# Exercise requirements
An exact transcription of the lines below, from the first through the one containing "use agora_engine::config::EngineConfig;", is the only output wanted.

-- Information given follows --

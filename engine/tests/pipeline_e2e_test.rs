//! End-to-End Integration Tests for the Stage Pipeline Engine
//!
//! Tests the complete deliberation workflow as agents would drive it in
//! production:
//! - Two-layer pipeline: work -> consensus -> pass -> work -> consensus -> complete
//! - Proof-of-intelligence digest over the persisted audit trail
//! - Exactly-once slot rewards, layer bonuses, and the completion bonus
//! - Persisted event trail for the claim

use agora_engine::config::EngineConfig;
use agora_engine::engine::{digest_outputs, PipelineEngine, SlotFilter, SlotSubmission};
use agora_engine::events::{EventBus, EventHistory};
use agora_engine::protocol::{LayerSpec, Protocol, RoleRequirement};
use agora_engine::state::{PipelinePhase, PipelineStatus, SlotType, StateStore};
use tempfile::tempdir;

/// Two-layer protocol: two analysts reviewed by one, then one synthesizer
/// reviewed by one, both layers gated at 0.7.
fn two_layer_protocol() -> Protocol {
    Protocol {
        id: "dual-review".to_string(),
        name: "Dual Review".to_string(),
        description: "Two analysis rounds, each gated by a single reviewer".to_string(),
        layers: vec![
            LayerSpec {
                index: 0,
                name: "analysis".to_string(),
                roles: vec![RoleRequirement::new("analyst", 2)],
                consensus_count: 1,
                consensus_threshold: 0.7,
            },
            LayerSpec {
                index: 1,
                name: "synthesis".to_string(),
                roles: vec![RoleRequirement::new("synthesizer", 1)],
                consensus_count: 1,
                consensus_threshold: 0.7,
            },
        ],
    }
}

fn setup() -> (PipelineEngine, tempfile::TempDir) {
    let dir = tempdir().expect("Failed to create temp dir");
    let store = StateStore::open(dir.path().join("state.db"))
        .expect("Failed to open store")
        .shared();
    let bus = EventBus::with_persistence(store.clone()).shared();
    let config = EngineConfig {
        registry_url: None,
        ..Default::default()
    };
    let engine = PipelineEngine::new(store, bus, config).expect("Failed to build engine");
    engine
        .register_protocol(&two_layer_protocol(), true)
        .expect("Failed to register protocol");
    for agent in ["agent-a", "agent-b", "agent-c"] {
        engine.fund_agent(&agent.to_string(), 100).unwrap();
    }
    (engine, dir)
}

async fn work(engine: &PipelineEngine, slot_id: &str, agent: &str, output: &str) {
    engine.take(slot_id, &agent.to_string()).unwrap();
    engine
        .submit(slot_id, &agent.to_string(), &SlotSubmission::text(output))
        .await
        .unwrap();
}

async fn review(engine: &PipelineEngine, slot_id: &str, agent: &str, confidence: f32) {
    engine.take(slot_id, &agent.to_string()).unwrap();
    engine
        .submit(
            slot_id,
            &agent.to_string(),
            &SlotSubmission::text("reviewed").with_confidence(confidence),
        )
        .await
        .unwrap();
}

#[tokio::test]
async fn test_two_layer_pipeline_end_to_end() {
    let _ = tracing_subscriber::fmt().with_env_filter("info").try_init();

    let (engine, _dir) = setup();
    engine.attach_claim("claim-9", None, None).unwrap();

    // Layer 0 work: two analysts
    work(&engine, "slot:claim-9:0000:00:0:00", "agent-a", "inflation data").await;
    work(&engine, "slot:claim-9:0000:00:0:01", "agent-b", "rate history").await;

    let state = engine.pipeline_state("claim-9").unwrap();
    assert_eq!(state.current_layer, 0);
    assert_eq!(state.phase, PipelinePhase::Consensus);

    // Layer 0 consensus passes at 0.8 >= 0.7
    review(&engine, "slot:claim-9:0000:00:1:00", "agent-c", 0.8).await;

    let state = engine.pipeline_state("claim-9").unwrap();
    assert_eq!(state.current_layer, 1);
    assert_eq!(state.phase, PipelinePhase::Work);

    // Layer 1: agent-c synthesizes, agent-a reviews at 0.9
    work(&engine, "slot:claim-9:0001:00:0:00", "agent-c", "synthesis").await;
    review(&engine, "slot:claim-9:0001:00:1:00", "agent-a", 0.9).await;

    let state = engine.pipeline_state("claim-9").unwrap();
    assert_eq!(state.status, PipelineStatus::Complete);
    let hash = state.output_hash.expect("completed pipeline stores its hash");
    assert_eq!(hash.len(), 64);
    assert!(hash.chars().all(|c| c.is_ascii_hexdigit()));

    // The audit trail holds all five done slots, and the digest is
    // reproducible from it alone
    let slots = engine.claim_slots("claim-9").unwrap();
    assert_eq!(slots.len(), 5);
    assert!(slots.iter().all(|s| s.is_done()));
    let digest = digest_outputs(&slots);
    assert_eq!(digest.output_hash, hash);
    assert_eq!(digest.agent_count, 3);
    assert_eq!(digest.layer_count, 2);
    assert_eq!(digest.slot_count, 5);

    // No open slots remain anywhere
    assert!(engine
        .fetch_open_slot(&SlotFilter::default())
        .unwrap()
        .is_none());

    // Registry disabled: completed without a tx reference
    let state = engine.pipeline_state("claim-9").unwrap();
    assert!(state.commit_tx.is_none());
}

#[tokio::test]
async fn test_rewards_credited_exactly_once() {
    let (engine, _dir) = setup();
    engine.attach_claim("claim-9", None, None).unwrap();

    work(&engine, "slot:claim-9:0000:00:0:00", "agent-a", "inflation data").await;
    work(&engine, "slot:claim-9:0000:00:0:01", "agent-b", "rate history").await;
    review(&engine, "slot:claim-9:0000:00:1:00", "agent-c", 0.8).await;
    work(&engine, "slot:claim-9:0001:00:0:00", "agent-c", "synthesis").await;
    review(&engine, "slot:claim-9:0001:00:1:00", "agent-a", 0.9).await;

    // agent-a: 100 funded + 25 work + 50 layer-0 bonus + 15 consensus
    //          + 100 completion bonus
    assert_eq!(engine.agent_balance(&"agent-a".to_string()).unwrap(), 290);
    // agent-b: 100 + 25 work + 50 layer-0 bonus + 100 completion bonus
    assert_eq!(engine.agent_balance(&"agent-b".to_string()).unwrap(), 275);
    // agent-c: 100 + 15 consensus + 25 work + 50 layer-1 bonus
    //          + 100 completion bonus
    assert_eq!(engine.agent_balance(&"agent-c".to_string()).unwrap(), 290);

    // Every distinct work contributor got the completion bonus once
    for agent in ["agent-a", "agent-b", "agent-c"] {
        let ledger = engine.agent_ledger(&agent.to_string()).unwrap();
        let completion_entries = ledger
            .iter()
            .filter(|e| e.dedup_scope() == "pipeline:claim-9")
            .count();
        assert_eq!(completion_entries, 1, "{} completion bonus", agent);
    }
}

#[tokio::test]
async fn test_done_slot_rejects_resubmission() {
    let (engine, _dir) = setup();
    engine.attach_claim("claim-9", None, None).unwrap();
    work(&engine, "slot:claim-9:0000:00:0:00", "agent-a", "first answer").await;

    let err = engine
        .submit(
            "slot:claim-9:0000:00:0:00",
            &"agent-a".to_string(),
            &SlotSubmission::text("second answer"),
        )
        .await
        .unwrap_err();
    assert!(matches!(
        err,
        agora_engine::EngineError::InvalidSubmission(_)
    ));

    // The original output stands
    let slot = engine
        .claim_slots("claim-9")
        .unwrap()
        .into_iter()
        .find(|s| s.id.ends_with(":0:00"))
        .unwrap();
    assert_eq!(slot.output.as_deref(), Some("first answer"));
}

#[tokio::test]
async fn test_event_trail_covers_the_deliberation() {
    let (engine, _dir) = setup();
    engine.attach_claim("claim-9", None, None).unwrap();

    work(&engine, "slot:claim-9:0000:00:0:00", "agent-a", "inflation data").await;
    work(&engine, "slot:claim-9:0000:00:0:01", "agent-b", "rate history").await;
    review(&engine, "slot:claim-9:0000:00:1:00", "agent-c", 0.8).await;
    work(&engine, "slot:claim-9:0001:00:0:00", "agent-c", "synthesis").await;
    review(&engine, "slot:claim-9:0001:00:1:00", "agent-a", 0.9).await;

    // The deferred-commit notice comes from the spawned commit task, off
    // the submit path; give it a turn before reading the trail.
    tokio::time::sleep(std::time::Duration::from_millis(50)).await;

    let history = EventHistory::new(engine.store().clone());
    let trail = history.claim_trail("claim-9").unwrap();
    let types: Vec<&str> = trail.iter().map(|e| e.event_type()).collect();

    assert!(types.contains(&"pipeline_attached"));
    assert!(types.contains(&"slot_taken"));
    assert!(types.contains(&"consensus_evaluated"));
    assert!(types.contains(&"layer_passed"));
    assert!(types.contains(&"pipeline_completed"));
    assert!(types.contains(&"commit_deferred"));

    // Work slots for both layers plus both consensus sets were opened
    let opened = trail
        .iter()
        .filter(|e| e.event_type() == "slots_opened")
        .count();
    assert_eq!(opened, 4);
}

#[tokio::test]
async fn test_domain_filter_routes_slots() {
    let (engine, _dir) = setup();
    engine
        .attach_claim("claim-econ", None, Some("economics".to_string()))
        .unwrap();
    engine
        .attach_claim("claim-phys", None, Some("physics".to_string()))
        .unwrap();

    let offer = engine
        .fetch_open_slot(&SlotFilter {
            domain: Some("physics".to_string()),
            ..Default::default()
        })
        .unwrap()
        .expect("physics slot available");
    assert_eq!(offer.slot.claim_id, "claim-phys");
    assert_eq!(offer.slot.slot_type, SlotType::Work);
    assert_eq!(offer.pipeline.domain.as_deref(), Some("physics"));

    // The offer carries no history yet for a fresh claim
    assert!(offer.context.prior_outputs.is_empty());
    assert!(offer.context.current_outputs.is_empty());
}

#[tokio::test]
async fn test_offer_context_carries_prior_layers() {
    let (engine, _dir) = setup();
    engine.attach_claim("claim-9", None, None).unwrap();
    work(&engine, "slot:claim-9:0000:00:0:00", "agent-a", "inflation data").await;
    work(&engine, "slot:claim-9:0000:00:0:01", "agent-b", "rate history").await;
    review(&engine, "slot:claim-9:0000:00:1:00", "agent-c", 0.8).await;

    // Now on layer 1: the offer's context should expose layer 0 outputs
    let offer = engine
        .fetch_open_slot(&SlotFilter {
            role: Some("synthesizer".to_string()),
            ..Default::default()
        })
        .unwrap()
        .expect("synthesis slot open");
    assert_eq!(offer.context.prior_outputs.len(), 3);
    let outputs: Vec<&str> = offer
        .context
        .prior_outputs
        .iter()
        .map(|e| e.output.as_str())
        .collect();
    assert!(outputs.contains(&"inflation data"));
    assert!(outputs.contains(&"rate history"));
    assert!(offer.context.current_outputs.is_empty());
}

-- Information given concluded --

# Task result
filename engine/tests/pipeline_e2e_test.rs
//! End-to-End Integration Tests for the Stage Pipeline Engine
//!
//! Tests the complete deliberation workflow as agents would drive it in
//! production:
//! - Two-layer pipeline: work -> consensus -> pass -> work -> consensus -> complete
//! - Proof-of-intelligence digest over the persisted audit trail
//! - Exactly-once slot rewards, layer bonuses, and the completion bonus
//! - Persisted event trail for the claim

use agora_engine::config::EngineConfig;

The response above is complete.